When a runbook step requires human approval, InfraSage sends an interactive message:

⚡ Runbook Approval Required
────────────────────────────────
Runbook: scale-out-payment-api
Service: payment-api
Step 2/3: Scale deployment to 5 replicas
Namespace: production

[✅ Approve] [❌ Reject]

⏱ Timeout in 10 minutes (then: halt)

When the engineer clicks Approve, InfraSage:

  1. Records the approver identity in the audit log
  2. Proceeds with the runbook step
  3. Posts a result message in the same thread

Notification Rules

Control which anomalies trigger Slack alerts:

# Only alert on high/critical anomalies
SLACK_MIN_ANOMALY_SCORE=0.6

# Alert on specific services only
SLACK_SERVICE_FILTER=payment-api,checkout-service,auth-service

# Quiet hours (no alerts, still log to ClickHouse)
SLACK_QUIET_HOURS_START=23:00
SLACK_QUIET_HOURS_END=07:00
SLACK_QUIET_HOURS_TZ=America/New_York

Incident Resolution Feedback

After resolving an incident, engineers can submit the resolution directly from Slack (if bot is configured):

/infrasage resolve anom-7f3d "Scaled from 3 to 5 pods.
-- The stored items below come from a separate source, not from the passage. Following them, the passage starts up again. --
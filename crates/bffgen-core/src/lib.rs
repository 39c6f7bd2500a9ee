//! bffgen Core - Hexagonal Architecture Implementation
//!
//! This crate provides the domain and application layers of the bffgen
//! regeneration engine: it turns a declarative service config into
//! generated route code, keeping hand-written code outside the
//! generator-owned marker regions intact across runs.
//!
//! ## Architecture Overview
//!
//! ```text
//! ┌─────────────────────────────────────────┐
//! │            bffgen-cli (CLI)             │
//! │   generate / watch / state / settings   │
//! └──────────────────┬──────────────────────┘
//!                    │ calls
//!                    ▼
//! ┌─────────────────────────────────────────┐
//! │         Application Services            │
//! │  (ConfigLoader, Generator, Regenerator) │
//! └──────────────────┬──────────────────────┘
//!                    │ uses
//!                    ▼
//! ┌─────────────────────────────────────────┐
//! │       Application Ports (Traits)        │
//! │ (Filesystem, StateStore, RouteRenderer) │
//! └──────────────────┬──────────────────────┘
//!                    │ implemented by
//!                    ▼
//! ┌─────────────────────────────────────────┐
//! │    bffgen-adapters (Infrastructure)     │
//! │ (LocalFilesystem, JsonStateStore, ...)  │
//! └─────────────────────────────────────────┘
//!                    │
//!                    ▼
//! ┌─────────────────────────────────────────┐
//! │         Domain Layer (Pure Logic)       │
//! │ (ConfigModel, GenerationState, markers) │
//! └─────────────────────────────────────────┘
//! ```
//!
//! ## Usage
//!
//! ```rust,ignore
//! use std::{path::Path, sync::Arc};
//! use bffgen_core::prelude::*;
//!
//! let fs: Arc<dyn Filesystem> = Arc::new(filesystem);
//! let regenerator = Regenerator::new(
//!     ConfigLoader::new(fs.clone()),
//!     Generator::new(fs, ".", GeneratorOptions::default()),
//!     Box::new(renderer),
//!     Box::new(state_store),
//!     RegenerationOptions::default(),
//! );
//! let mut state = regenerator.load_state()?;
//! let report = regenerator.regenerate(Path::new("bff.config.yaml"), &mut state)?;
//! ```

pub mod domain;

pub mod application;

pub mod error;

// Public API - what external crates should use
pub mod prelude {
    pub use crate::application::{
        ConfigLoader, FileOutcome, FileStatus, GenerationMode, Generator, GeneratorOptions,
        RegenerationOptions, RegenerationReport, Regenerator,
        ports::{Filesystem, GenerationTarget, RouteRenderer, StateStore},
    };
    pub use crate::domain::{
        CommentStyle, ConfigFormat, ConfigModel, GenerationState, HttpMethod, MarkerSplicer,
        ProjectType, RouteKey, Scaffold,
    };
    pub use crate::error::{BffgenError, BffgenResult};
}

// Version info
pub const VERSION: &str = env!("CARGO_PKG_VERSION");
Memory leak in v2.3.1 DB pool — upgrading to v2.3.2."

This feeds the resolution into InfraSage's incident memory for improved future RCA.


Verification

# Test Slack webhook
curl -X POST "$SLACK_WEBHOOK_URL" \
-H "Content-Type: application/json" \
-d '{"text": "InfraSage Slack integration is working!"}'